ホルムズ海峡を抜けたIDEMITSUMARUは、原油を満載し名古屋に向け14.5ノットでクルーズ中

昨夕ホルムズ海峡を抜けた『出光丸』はすでにオマーン湾も出てアラビア海を14.5ノットでクルーズ中。スリランカ沖を目指す。名古屋に5月18日の朝8時到着予定だ。この件、政府は何の情報も出していない。出光興産といけば「安全の関係で現在地など答えらえません」。いろんな意味で興味深い。というのも出光丸はホルムズ海峡通過時から日の丸の旗を立てている。

出光丸の4月29日15時の位置/marinetraffic.com

ホルムズ海峡を通る際(ルートはイランが指定した航路)、多くの船はAIS発信器をカットし隠密行動をとる。なのに出光丸は最初から今に至るまで堂々とAIS情報を出している。あまりに堂々としているから、最初は「欺瞞工作か?」と思われたほど。「撃つぞ」言ってるイランの革命防衛隊や「臨検するぞ」と待ち構えているアメリカ海軍の前を日の丸立てて堂々と通った。痛快です。

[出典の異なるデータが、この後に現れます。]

//! Outbound connection establishment for dialing pools

use super::state::{ClientRole, Pool, Role};
use super::id;
use super::ID_READ_TIMEOUT;
use crate::error::{PoolError, Result};
use tokio_util::sync::CancellationToken;
use tracing::{debug, trace};

impl Pool {
    /// Establish and register one outbound connection
    ///
    /// Returns whether a connection was registered. Any failure closes the
    /// partial connection and only shows up in the return value.
    pub(super) async fn create_connection(&self, token: &CancellationToken) -> bool {
        let Role::Client(client) = &self.role else {
            return false;
        };

        let result = tokio::select! {
            result = self.establish_outbound(client, token) => result,
            _ = token.cancelled() => Err(PoolError::Canceled),
        };

        match result {
            Ok(id) => {
                trace!("Registered outbound connection {}", id);
                true
            }
            Err(e) => {
                self.stats.record_rejected();
                debug!("Outbound connection attempt failed: {}", e);
                false
            }
        }
    }

    async fn establish_outbound(
        &self,
        client: &ClientRole,
        token: &CancellationToken,
    ) -> Result<String> {
        let stream = client.dialer.dial().await.map_err(PoolError::Dial)?;
        self.socket_opts.hint(&stream);

        let mut conn = client.tls.wrap(stream).await.map_err(PoolError::Handshake)?;

        let raw = id::read_id(&mut conn, ID_READ_TIMEOUT).await?;
        let id = id::encode(&raw);
        self.register(&id, conn, token)?;
        Ok(id)
    }
}
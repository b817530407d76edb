//! Pool state, acquisition and lifecycle
//!
//! A [`Pool`] is built in one of two fixed roles. Both roles publish idle
//! connections the same way: the ID goes into the availability queue and
//! the handle into the connection map, together, under the queue lock.

use super::controller::Controller;
use super::queue::IdQueue;
use super::stats::{PoolStats, PoolStatsSnapshot};
use super::{CLOSE_TIMEOUT, ID_RETRY_INTERVAL};
use crate::cert::SelfSignedCert;
use crate::config::{ClientPoolConfig, ServerPoolConfig};
use crate::error::{PoolError, Result};
use crate::transport::{ClientTls, Dialer, PooledConn, ServerTls, SocketOpts, TcpDialer};
use dashmap::mapref::entry::Entry;
use dashmap::DashMap;
use futures::future::join_all;
use std::net::{IpAddr, SocketAddr};
use std::sync::atomic::{AtomicUsize, Ordering};
use std::sync::{Arc, Mutex, MutexGuard};
use std::time::Duration;
use tokio::io::AsyncWriteExt;
use tokio::net::TcpListener;
use tokio::time::Instant;
use tokio_rustls::rustls::ServerConfig;
use tokio_util::sync::CancellationToken;
use tracing::debug;

/// Pool of pre-established connections shared between two endpoints
pub struct Pool {
    /// Idle connections by ID
    pub(super) conns: DashMap<String, PooledConn>,
    /// IDs of idle connections
    pub(super) queue: IdQueue,
    /// Role-specific collaborators
    pub(super) role: Role,
    /// Socket options applied to every raw connection
    pub(super) socket_opts: SocketOpts,
    /// Statistics
    pub(super) stats: PoolStats,
    /// Advisory error counter, only touched by callers
    errors: AtomicUsize,
    /// Token of the current manager run
    token: Mutex<CancellationToken>,
}

pub(super) enum Role {
    Client(ClientRole),
    Server(ServerRole),
}

pub(super) struct ClientRole {
    pub(super) dialer: Arc<dyn Dialer>,
    pub(super) tls: ClientTls,
    pub(super) controller: Controller,
}

pub(super) struct ServerRole {
    pub(super) listener: TcpListener,
    pub(super) max_capacity: usize,
    pub(super) allowed_ip: Option<IpAddr>,
    pub(super) tls: Option<ServerTls>,
}

impl std::fmt::Debug for Pool {
    fn fmt(&self, f: &mut std::fmt::Formatter<'_>) -> std::fmt::Result {
        let role = match self.role {
            Role::Client(_) => "client",
            Role::Server(_) => "server",
        };
        f.debug_struct("Pool")
            .field("role", &role)
            .field("active", &self.active())
            .field("capacity", &self.capacity())
            .field("max_idle", &self.queue.capacity())
            .field("interval", &self.interval())
            .finish()
    }
}

impl Pool {
    fn with_role(queue_capacity: usize, socket_opts: SocketOpts, role: Role) -> Self {
        Pool {
            conns: DashMap::new(),
            queue: IdQueue::new(queue_capacity),
            role,
            socket_opts,
            stats: PoolStats::new(),
            errors: AtomicUsize::new(0),
            token: Mutex::new(CancellationToken::new()),
        }
    }

    /// Create a dialing pool that connects to `config.remote_addr` over TCP
    pub fn client(config: ClientPoolConfig) -> Result<Arc<Self>> {
        let config = config.normalized();
        let dialer =
            TcpDialer::new(&config.remote_addr).with_connect_timeout(config.connect_timeout());
        Self::client_with_dialer(config, Arc::new(dialer))
    }

    /// Create a dialing pool with a custom dialer
    ///
    /// `config.remote_addr` is not used; the dialer decides where to connect.
    pub fn client_with_dialer(
        config: ClientPoolConfig,
        dialer: Arc<dyn Dialer>,
    ) -> Result<Arc<Self>> {
        let config = config.normalized();
        let tls = ClientTls::from_mode(&config.tls, config.trusted_root.as_deref())?;
        let controller = Controller::new(
            config.min_capacity,
            config.max_capacity,
            config.min_interval(),
            config.max_interval(),
        );

        let role = Role::Client(ClientRole {
            dialer,
            tls,
            controller,
        });
        Ok(Arc::new(Self::with_role(
            config.max_capacity,
            SocketOpts::from_tcp_config(&config.tcp),
            role,
        )))
    }

    /// Create a listening pool on an already bound listener
    ///
    /// `tls` is applied to every accepted connection when present.
    pub fn server(
        config: ServerPoolConfig,
        listener: TcpListener,
        tls: Option<Arc<ServerConfig>>,
    ) -> Arc<Self> {
        let config = config.normalized();
        let role = Role::Server(ServerRole {
            listener,
            max_capacity: config.max_capacity,
            allowed_ip: config.client_ip,
            tls: tls.map(ServerTls::new),
        });
        Arc::new(Self::with_role(
            config.max_capacity,
            SocketOpts::from_tcp_config(&config.tcp),
            role,
        ))
    }

    /// Bind `config.bind_addr` and create a listening pool on it
    ///
    /// When `config.tls_name` is set, a fresh self-signed credential is
    /// generated under that name.
    pub async fn bind_server(config: ServerPoolConfig) -> Result<Arc<Self>> {
        let tls = match &config.tls_name {
            Some(name) => Some(SelfSignedCert::generate(name)?.server_config()?),
            None => None,
        };
        let listener = TcpListener::bind(&config.bind_addr).await?;
        Ok(Self::server(config, listener, tls))
    }

    fn lock_token(&self) -> MutexGuard<'_, CancellationToken> {
        self.token.lock().unwrap_or_else(|e| e.into_inner())
    }

    /// Token of the current run
    pub(super) fn token(&self) -> CancellationToken {
        self.lock_token().clone()
    }

    /// Cancel the current run and install a fresh token
    pub(super) fn renew_token(&self) -> CancellationToken {
        let mut slot = self.lock_token();
        slot.cancel();
        *slot = CancellationToken::new();
        slot.clone()
    }

    /// Publish an established connection as idle
    ///
    /// On any rejection the connection is dropped, which closes it. The
    /// token is checked under the queue lock, so nothing registers for a
    /// run once its close has drained the queue.
    pub(super) fn register(
        &self,
        id: &str,
        conn: PooledConn,
        token: &CancellationToken,
    ) -> Result<()> {
        self.queue.try_push_with(id, || {
            if token.is_cancelled() {
                return Err(PoolError::Canceled);
            }
            match self.conns.entry(id.to_string()) {
                Entry::Occupied(_) => Err(PoolError::IdCollision(id.to_string())),
                Entry::Vacant(slot) => {
                    slot.insert(conn);
                    Ok(())
                }
            }
        })?;
        self.stats.record_registered();
        Ok(())
    }

    /// Take the connection with a known ID
    ///
    /// Polls until the ID shows up, the timeout elapses, or the pool is
    /// closed. Fails with [`PoolError::NotFound`].
    pub async fn acquire_by_id(&self, id: &str, timeout: Duration) -> Result<PooledConn> {
        let token = self.token();
        let deadline = Instant::now() + timeout;

        loop {
            if let Some((_, conn)) = self.conns.remove(id) {
                self.queue.remove(id);
                self.stats.record_acquired();
                return Ok(conn);
            }

            tokio::select! {
                _ = tokio::time::sleep(ID_RETRY_INTERVAL) => {}
                _ = tokio::time::sleep_until(deadline) => {
                    return Err(PoolError::NotFound(id.to_string()));
                }
                _ = token.cancelled() => {
                    return Err(PoolError::NotFound(id.to_string()));
                }
            }
        }
    }

    /// Take any idle connection along with its ID
    ///
    /// Waits until one is available, the timeout elapses, or the pool is
    /// closed. Fails with [`PoolError::Insufficient`].
    pub async fn acquire_any(&self, timeout: Duration) -> Result<(String, PooledConn)> {
        let token = self.token();
        let deadline = Instant::now() + timeout;

        loop {
            let id = self
                .queue
                .pop(deadline, &token)
                .await
                .ok_or(PoolError::Insufficient)?;

            if let Some(entry) = self.conns.remove(&id) {
                self.stats.record_acquired();
                return Ok(entry);
            }
            debug!("Queued connection {} already taken, waiting again", id);
        }
    }

    /// Close every idle connection and empty the pool
    ///
    /// A running manager keeps going and repopulates on its next iteration.
    pub async fn flush(&self) {
        let conns = self.queue.drain(|ids| {
            let mut conns: Vec<PooledConn> = ids
                .iter()
                .filter_map(|id| self.conns.remove(id).map(|(_, conn)| conn))
                .collect();

            let stray: Vec<String> = self.conns.iter().map(|e| e.key().clone()).collect();
            conns.extend(
                stray
                    .iter()
                    .filter_map(|id| self.conns.remove(id).map(|(_, conn)| conn)),
            );
            conns
        });

        let count = conns.len();
        join_all(conns.into_iter().map(close_conn)).await;
        self.stats.record_flushed(count);

        if count > 0 {
            debug!("Flushed {} idle connections", count);
        }
    }

    /// Stop the manager and flush
    pub async fn close(&self) {
        self.lock_token().cancel();
        self.flush().await;
    }

    /// Always true for a constructed pool
    pub fn ready(&self) -> bool {
        true
    }

    /// Whether this pool dials out
    pub fn is_client(&self) -> bool {
        matches!(self.role, Role::Client(_))
    }

    /// Number of idle connections
    pub fn active(&self) -> usize {
        self.queue.len()
    }

    /// Target capacity, or the idle maximum for a listening pool
    pub fn capacity(&self) -> usize {
        match &self.role {
            Role::Client(client) => client.controller.capacity(),
            Role::Server(server) => server.max_capacity,
        }
    }

    /// Creation interval, zero for a listening pool
    pub fn interval(&self) -> Duration {
        match &self.role {
            Role::Client(client) => client.controller.interval(),
            Role::Server(_) => Duration::ZERO,
        }
    }

    /// Local address of a listening pool
    pub fn local_addr(&self) -> Option<SocketAddr> {
        match &self.role {
            Role::Server(server) => server.listener.local_addr().ok(),
            Role::Client(_) => None,
        }
    }

    /// Record an externally observed fault
    pub fn add_error(&self) {
        self.errors.fetch_add(1, Ordering::Relaxed);
    }

    /// Current advisory error count
    pub fn error_count(&self) -> usize {
        self.errors.load(Ordering::Relaxed)
    }

    /// Clear the advisory error count
    pub fn reset_error(&self) {
        self.errors.store(0, Ordering::Relaxed);
    }

    /// Get pool statistics
    pub fn stats(&self) -> PoolStatsSnapshot {
        self.stats.snapshot()
    }
}

async fn close_conn(mut conn: PooledConn) {
    let _ = tokio::time::timeout(CLOSE_TIMEOUT, conn.shutdown()).await;
}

ここにきて「う~ん!」なのは、出光興産のタンカーだから通れたのか、日本政府の頑張りで通れたのか、だ。前者だとすれば1953年の日章丸と全く同じ。当時イギリスや国のブレーキを押し切って出光が独自でイランの原油を買いに行った。今回はサウジアラビアの原油ながら、当時よりもっと状況は厳しい。イギリスだって実弾は撃ってこなかったでしょうから。

その場合、日本政府がどう考えるかだ。「勝手に動きやがって!」なら、次のタンカーは出てこない。実際、マラッカ海峡を通れる最大サイズの『Grand Bonanza』や『Universal Glory』『TOWADA』など動いていない。『SHADEN』がホルムズ海峡に向かい9.6ノットで北上しているのみ。出光興産と関係のないこのタンカーが向ければ違うフェイズに入ってくる?

出光関係じゃなくても通れるのなら政府の働きかけということになる。さらに出光タンカーに属す『TOWADA』がホルムズ海峡を抜ければ、出光丸の航行と同じくイラン革命防衛隊もアメリカ政府も日本政府もお墨付きを出したことになる。ということで『SHADEN』と『TOWADA』の動きに注目したい。この2隻が通過できれば我が国の政府もタイしたもんです。